Revamping the anthem in tense times is not a new idea. Jimi Hendrix’s 1969 reinterpretation, originally a Vietnam War protest, illustrated the rockets’ red glare (and subsequent explosions) in its guitar lines, and used taps, the military funeral melody, as punctuation. His performance is now regarded as a classic, as is the Kronos Quartet’s transcription for strings, which repurposed Hendrix’s arrangement to protest the Iraq war.

Shende’s approach was to imagine what Charles Ives might have done. His version of the anthem is at a tempo slower than it is typically played, and in a classic Ivesian move, he has woven in clashing themes – Mexican popular songs, a Syrian folk tune, a hymn associated with black churches – offered as counterpoint and commentary. The anthem itself is transformed as well, with flatted notes turning ebullient passages into mournful strains, the musical equivalent of the Statue of Liberty with a tear running down her cheek. It’s not subtle, but there is no reason it should be.

Mohammed Fairouz, a Muslim composer who was born in New York and is based there, was represented by “Different Ways to Pray” (2015), a three-movement setting of texts that includes a traditional Islamic prayer of supplication, sung in Arabic, and two works by Naomi Shihab Nye, an Arab-American poet, sung in English. It was commissioned by a consortium of choirs and colleges across the country, Bowdoin among them.

Fairouz has long taken an ecumenical, pacifist approach in his work. But in a timely illustration of the program’s concerns, he was in the news last week, having been detained at Kennedy airport upon his return from recording sessions in Manchester and given no reason other than that he had a common Arab name.

“Different Ways to Pray” is a melting pot of influences: melodies tinged with Middle Eastern modalism are wrapped in a rich, bright, Western harmonic cloak, and underscored with an appealing rhythmic vitality.

The concert’s title work, by Maine composer Aaron Robinson, was written in response to the November 2015 Paris attacks. It takes its text from remarks that composer and conductor Leonard Bernstein made a few days after President John F. Kennedy’s assassination. The reply Bernstein spoke of was “to make music more intensely, more beautifully, more devotedly than ever before.” Robinson’s gentle, sweetly melodic, prayer-like setting meets two-thirds of Bernstein’s prescription: Beauty and devotion are plentiful, but intensity is in short supply.

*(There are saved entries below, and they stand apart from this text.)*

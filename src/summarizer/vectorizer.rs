//! TF-IDF sentence vectors and document keywords
//!
//! Sentence vectors are sparse: sorted `(term, weight)` pairs, so dot
//! products are a linear merge and iteration order is fixed.

use rustc_hash::FxHashMap;

use crate::types::{Keyword, Sentence, TermId, Vocabulary};

/// Smoothed inverse sentence frequency: `ln((1 + n) / (1 + df)) + 1`.
///
/// Never zero, so a term present in every sentence still counts.
pub fn smoothed_idf(num_sentences: usize, sentence_freq: usize) -> f64 {
    ((1.0 + num_sentences as f64) / (1.0 + sentence_freq as f64)).ln() + 1.0
}

/// A sparse TF-IDF vector for one sentence
#[derive(Debug, Clone, Default, PartialEq)]
pub struct SparseVector {
    /// Non-zero dimensions sorted by term id
    pub entries: Vec<(TermId, f64)>,
    /// L2 norm of the vector
    pub norm: f64,
}

impl SparseVector {
    /// Create from unsorted `(term, weight)` pairs; zero weights are dropped.
    pub fn from_entries(mut entries: Vec<(TermId, f64)>) -> Self {
        entries.retain(|&(_, w)| w != 0.0);
        entries.sort_unstable_by_key(|&(t, _)| t);
        let norm = entries.iter().map(|(_, w)| w * w).sum::<f64>().sqrt();
        Self { entries, norm }
    }

    /// Dot product via merge of the two sorted entry lists
    pub fn dot(&self, other: &SparseVector) -> f64 {
        let (mut i, mut j) = (0, 0);
        let mut dot = 0.0;
        while i < self.entries.len() && j < other.entries.len() {
            let (ta, wa) = self.entries[i];
            let (tb, wb) = other.entries[j];
            match ta.cmp(&tb) {
                std::cmp::Ordering::Less => i += 1,
                std::cmp::Ordering::Greater => j += 1,
                std::cmp::Ordering::Equal => {
                    dot += wa * wb;
                    i += 1;
                    j += 1;
                }
            }
        }
        dot
    }

    /// Cosine similarity, defined as 0 when either vector has zero norm
    pub fn cosine_similarity(&self, other: &SparseVector) -> f64 {
        if self.is_zero() || other.is_zero() {
            return 0.0;
        }
        (self.dot(other) / (self.norm * other.norm)).clamp(0.0, 1.0)
    }

    /// Sum of all weights
    pub fn total_weight(&self) -> f64 {
        self.entries.iter().map(|(_, w)| w).sum()
    }

    pub fn is_zero(&self) -> bool {
        self.norm == 0.0
    }
}

/// Count term occurrences in a sentence, keyed by term.
fn term_counts(sentence: &Sentence) -> FxHashMap<TermId, usize> {
    let mut counts = FxHashMap::default();
    for &term in &sentence.terms {
        *counts.entry(term).or_insert(0) += 1;
    }
    counts
}

/// Build one TF-IDF vector per sentence. IDF is computed over `sentences`
/// only (one chunk), which keeps memory bounded by the chunk.
pub fn build_vectors(sentences: &[Sentence]) -> Vec<SparseVector> {
    let counts: Vec<FxHashMap<TermId, usize>> = sentences.iter().map(term_counts).collect();

    let mut sentence_freq: FxHashMap<TermId, usize> = FxHashMap::default();
    for sentence_counts in &counts {
        for &term in sentence_counts.keys() {
            *sentence_freq.entry(term).or_insert(0) += 1;
        }
    }

    let n = sentences.len();
    counts
        .into_iter()
        .map(|sentence_counts| {
            let entries = sentence_counts
                .into_iter()
                .map(|(term, tf)| (term, tf as f64 * smoothed_idf(n, sentence_freq[&term])))
                .collect();
            SparseVector::from_entries(entries)
        })
        .collect()
}

struct TermStats {
    frequency: usize,
    sentence_freq: usize,
    first_seen: usize,
    last_sentence: usize,
}

/// Top document keywords by total frequency × inverse sentence frequency.
///
/// Computed over the whole document, independent of chunking. Terms shorter
/// than `min_chars` characters are skipped. Equal weights keep the term that
/// occurs first.
pub fn corpus_keywords(
    sentences: &[Sentence],
    vocabulary: &Vocabulary,
    top_n: usize,
    min_chars: usize,
) -> Vec<Keyword> {
    if top_n == 0 {
        return Vec::new();
    }

    let mut stats: FxHashMap<TermId, TermStats> = FxHashMap::default();
    let mut position = 0;
    for sentence in sentences {
        for &term in &sentence.terms {
            let entry = stats.entry(term).or_insert(TermStats {
                frequency: 0,
                sentence_freq: 0,
                first_seen: position,
                last_sentence: usize::MAX,
            });
            entry.frequency += 1;
            if entry.last_sentence != sentence.index {
                entry.sentence_freq += 1;
                entry.last_sentence = sentence.index;
            }
            position += 1;
        }
    }

    let n = sentences.len();
    let mut scored: Vec<(TermId, f64, usize)> = stats
        .into_iter()
        .filter(|(term, _)| vocabulary.term(*term).chars().count() >= min_chars)
        .map(|(term, s)| {
            let weight = s.frequency as f64 * smoothed_idf(n, s.sentence_freq);
            (term, weight, s.first_seen)
        })
        .collect();

    scored.sort_by(|a, b| b.1.total_cmp(&a.1).then(a.2.cmp(&b.2)));
    scored.truncate(top_n);

    scored
        .into_iter()
        .map(|(term, weight, _)| Keyword::new(vocabulary.term(term), weight))
        .collect()
}

#[cfg(test)]
mod tests {
    use super::*;

    fn sentence(index: usize, terms: &[TermId]) -> Sentence {
        Sentence {
            span: 0..0,
            char_len: terms.len(),
            index,
            terms: terms.to_vec(),
        }
    }

    #[test]
    fn test_cosine_similarity_identical() {
        let v1 = SparseVector::from_entries(vec![(0, 1.0), (1, 2.0)]);
        let v2 = SparseVector::from_entries(vec![(1, 2.0), (0, 1.0)]);

        assert!((v1.cosine_similarity(&v2) - 1.0).abs() < 1e-9);
    }

    #[test]
    fn test_cosine_similarity_orthogonal() {
        let v1 = SparseVector::from_entries(vec![(0, 1.0)]);
        let v2 = SparseVector::from_entries(vec![(1, 1.0)]);

        assert!(v1.cosine_similarity(&v2).abs() < 1e-12);
    }

    #[test]
    fn test_zero_norm_similarity_is_zero() {
        let v1 = SparseVector::default();
        let v2 = SparseVector::from_entries(vec![(0, 1.0)]);

        assert!(v1.is_zero());
        assert_eq!(v1.cosine_similarity(&v2), 0.0);
        assert_eq!(v1.cosine_similarity(&v1), 0.0);
    }

    #[test]
    fn test_build_vectors_tf_idf() {
        // term 0 in both sentences, term 1 twice in the first only
        let sentences = vec![sentence(0, &[0, 1, 1]), sentence(1, &[0])];
        let vectors = build_vectors(&sentences);

        let shared_idf = smoothed_idf(2, 2);
        let rare_idf = smoothed_idf(2, 1);
        assert!((shared_idf - 1.0).abs() < 1e-12);
        assert!(rare_idf > shared_idf);

        assert_eq!(vectors[0].entries, vec![(0, shared_idf), (1, 2.0 * rare_idf)]);
        assert_eq!(vectors[1].entries, vec![(0, shared_idf)]);
        assert!((vectors[0].total_weight() - (shared_idf + 2.0 * rare_idf)).abs() < 1e-12);
    }

    #[test]
    fn test_build_vectors_empty_sentence() {
        let sentences = vec![sentence(0, &[]), sentence(1, &[3])];
        let vectors = build_vectors(&sentences);
        assert!(vectors[0].is_zero());
        assert!(!vectors[1].is_zero());
    }

    #[test]
    fn test_keywords_rank_and_tie_break() {
        let mut vocab = Vocabulary::new();
        let market = vocab.intern("集市");
        let book = vocab.intern("看书");
        let chat = vocab.intern("聊天");
        let single = vocab.intern("甲");

        let sentences = vec![
            sentence(0, &[single, market]),
            sentence(1, &[book]),
            sentence(2, &[market, chat]),
        ];

        let keywords = corpus_keywords(&sentences, &vocab, 10, 2);
        let terms: Vec<&str> = keywords.iter().map(|k| k.term.as_str()).collect();

        // "甲" is too short; "看书" and "聊天" tie, "看书" occurs first
        assert_eq!(terms, vec!["集市", "看书", "聊天"]);
        assert!(keywords[0].weight > keywords[1].weight);
        assert_eq!(keywords[1].weight, keywords[2].weight);
    }

    #[test]
    fn test_keywords_top_n() {
        let mut vocab = Vocabulary::new();
        let a = vocab.intern("春天");
        let b = vocab.intern("花朵");
        let sentences = vec![sentence(0, &[a, b, a])];

        assert_eq!(corpus_keywords(&sentences, &vocab, 1, 1).len(), 1);
        assert!(corpus_keywords(&sentences, &vocab, 0, 1).is_empty());
    }
}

Robinson’s “For Those Who Have Not Died in Vain: Requiem for a New World” (1997) closed the program. An attractive, richly tuneful work in the spirit of Gabriel Fauré’s gentle Requiem, it has a distinctive American accent, captured in its sometimes theatrical melodies and syncopated meters. A central element of the work is the juxtaposition of Robinson’s music with recordings of excerpts from moving speeches by presidents Kennedy, Roosevelt and Lincoln (the last read by Carl Sandburg), as well as Martin Luther King, Edward Kennedy and others.

The Shende and Robinson’s Requiem were accompanied by the Mozart Mentors Orchestra, a student-teacher ensemble, which played the music beautifully. There was also some attractive solo singing by tenor David Myers Jr., and mezzo-soprano Joëlle Coleman Morris, in the Requiem. But the choir sounded tepid and unfocused – a surprise, in light of the robust performance of Haydn’s “The Creation” last year.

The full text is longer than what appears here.